GlobalData predict the decline from $21.7 bn in 2015 to $17.5 bn by 2025 – a negative compound annual growth rate of 2.1%

The company’s report states that hepatitis C deterioration in sales will occur across the nine major markets (9MM) of the US, France, Germany, Italy, Spain, the UK, Japan, Brazil and China.

This is due to recent advances made in hepatitis C treatment, which have resulted in high cure rates and reduced adverse effects for the vast majority of individuals with chronic hepatitis C infection.

The US was the main market for direct-acting antivirals (DAAs) curing patients of hepatitis C in 2015. It contributed more than 60% of the total market size.

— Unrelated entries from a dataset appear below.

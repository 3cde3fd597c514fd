use crate::command::Command;
use crate::common::{lookup, vars, EnvVars};
use crate::error::{ExecutionResult, ValidationError};
use crate::provider::ExternalProvider;
use crate::v010::EnvironmentV010;
use crate::v011::EnvironmentV011;
use crate::version::InterfaceVersion;
use std::io::Read;
use tokio_util::sync::CancellationToken;
use tracing::{debug, info};

/// Execution environment of one supported protocol revision.
#[derive(Debug, Clone, PartialEq)]
pub enum Descriptor {
    V010(EnvironmentV010),
    V011(EnvironmentV011),
}

impl Descriptor {
    pub fn interface_version(&self) -> InterfaceVersion {
        match self {
            Descriptor::V010(_) => InterfaceVersion::V010,
            Descriptor::V011(_) => InterfaceVersion::V011,
        }
    }

    pub fn command(&self) -> &Command {
        match self {
            Descriptor::V010(env) => &env.command,
            Descriptor::V011(env) => &env.command,
        }
    }

    pub fn validate(&self) -> Result<(), ValidationError> {
        match self {
            Descriptor::V010(env) => env.validate(),
            Descriptor::V011(env) => env.validate(),
        }
    }
}

/// Validated execution environment for a single provider invocation.
///
/// Only the descriptor of the negotiated revision exists. The value can only
/// be built through validation, so holding one means dispatch is safe.
#[derive(Debug, Clone, PartialEq)]
pub struct Environment {
    descriptor: Descriptor,
    /// `HOSTWIRE_INTERFACE_VERSION` exactly as received.
    requested_version: String,
}

impl Environment {
    /// Resolves the environment of the current process.
    pub fn from_process() -> ExecutionResult<Self> {
        let env: EnvVars = std::env::vars().collect();
        let stdin = std::io::stdin();
        Self::resolve(&env, stdin.lock())
    }

    /// Negotiates the revision, populates its descriptor and validates it.
    pub fn resolve<R: Read>(env: &EnvVars, stdin: R) -> ExecutionResult<Self> {
        let requested_version = lookup(env, vars::INTERFACE_VERSION);
        let version = InterfaceVersion::negotiate(&requested_version)?;
        debug!(%version, "Negotiated interface version");

        let descriptor = match version {
            InterfaceVersion::V010 => Descriptor::V010(EnvironmentV010::from_env(env, stdin)?),
            InterfaceVersion::V011 => Descriptor::V011(EnvironmentV011::from_env(env, stdin)?),
        };

        let mut environment = Self::from_descriptor(descriptor)?;
        environment.requested_version = requested_version;
        Ok(environment)
    }

    pub fn from_descriptor(descriptor: Descriptor) -> ExecutionResult<Self> {
        descriptor.validate()?;
        let requested_version = match &descriptor {
            Descriptor::V010(_) => String::new(),
            Descriptor::V011(env) => env.interface_version.clone(),
        };
        Ok(Self {
            descriptor,
            requested_version,
        })
    }

    pub fn descriptor(&self) -> &Descriptor {
        &self.descriptor
    }

    pub fn interface_version(&self) -> InterfaceVersion {
        self.descriptor.interface_version()
    }

    pub fn command(&self) -> &Command {
        self.descriptor.command()
    }

    /// Version answered to `GetVersion`: the requested version unchanged, or
    /// the oldest revision when the controller sent none.
    pub fn reported_version(&self) -> &str {
        if self.requested_version.trim().is_empty() {
            InterfaceVersion::OLDEST.as_str()
        } else {
            &self.requested_version
        }
    }

    /// Pool extra specs, only carried by v0.1.1 and later.
    pub fn extra_specs(&self) -> Option<&str> {
        match &self.descriptor {
            Descriptor::V010(_) => None,
            Descriptor::V011(env) => Some(env.extra_specs.as_str()),
        }
    }

    /// Dispatches the command to `provider` and returns the stdout payload.
    pub async fn run<P>(&self, provider: &P, cancel: &CancellationToken) -> ExecutionResult<String>
    where
        P: ExternalProvider + ?Sized,
    {
        info!(
            version = %self.interface_version(),
            command = %self.command(),
            "Running provider command"
        );

        if *self.command() == Command::GetVersion {
            return Ok(self.reported_version().to_string());
        }

        match &self.descriptor {
            Descriptor::V010(env) => env.run(provider, cancel).await,
            Descriptor::V011(env) => env.run(provider, cancel).await,
        }
    }
}
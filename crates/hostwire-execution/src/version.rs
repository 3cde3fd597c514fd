use crate::error::ExecutionError;
use std::fmt;
use std::str::FromStr;

/// Revision of the execution protocol, ordered oldest first.
#[derive(Debug, Clone, Copy, PartialEq, Eq, PartialOrd, Ord, Hash)]
pub enum InterfaceVersion {
    V010,
    V011,
}

impl InterfaceVersion {
    pub const OLDEST: InterfaceVersion = InterfaceVersion::V010;
    pub const LATEST: InterfaceVersion = InterfaceVersion::V011;
    pub const SUPPORTED: [InterfaceVersion; 2] = [InterfaceVersion::V010, InterfaceVersion::V011];

    pub fn as_str(&self) -> &'static str {
        match self {
            InterfaceVersion::V010 => "v0.1.0",
            InterfaceVersion::V011 => "v0.1.1",
        }
    }

    /// Picks the protocol revision for a raw `HOSTWIRE_INTERFACE_VERSION`.
    ///
    /// Controllers that predate the variable leave it unset, so an empty
    /// value selects the oldest revision.
    pub fn negotiate(raw: &str) -> Result<Self, ExecutionError> {
        if raw.trim().is_empty() {
            return Ok(Self::OLDEST);
        }
        raw.parse()
    }
}

impl FromStr for InterfaceVersion {
    type Err = ExecutionError;

    fn from_str(raw: &str) -> Result<Self, Self::Err> {
        let trimmed = raw.trim();
        let bare = trimmed.strip_prefix('v').unwrap_or(trimmed);
        match bare {
            "0.1.0" => Ok(InterfaceVersion::V010),
            "0.1.1" => Ok(InterfaceVersion::V011),
            _ => Err(ExecutionError::UnsupportedInterfaceVersion(raw.to_string())),
        }
    }
}

impl fmt::Display for InterfaceVersion {
    fn fmt(&self, f: &mut fmt::Formatter<'_>) -> fmt::Result {
        f.write_str(self.as_str())
    }
}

However, declining patient populations and unusually high DAA treatment rates in 2015 will reduce the disease prevalence in the US market to a more sustainable level, with the US contributing only 48% of sales in the 9MM by 2025.

Mirco Junker, Healthcare Analyst for GlobalData, notes:

“The introduction of multiple pan-genotypic DAA therapy alternatives has the potential to significantly improve on current treatment algorithms.”

“It could reduce the complexity of treatment recommendations by shortening treatment duration and offering excellent efficacy and safety profiles for a broad spectrum of hepatitis C virus genotypes.”

Europe’s contribution to global hepatitis C DAAs is projected to increase slightly, from 20% in 2015 to 24% by 2025, although sales distribution among individual countries in the region will be uneven.

“France, Germany, and the UK benefited from low prevalence rates and high treatment rates in 2015 and will be in the best position globally to eradicate hepatitis C without significantly raising the cost burden of DAA treatments, Junker said.”

“Meanwhile, Spain and Italy will face an increased cost burden as the high prevalence in both countries will push more patients into expensive DAA treatments.”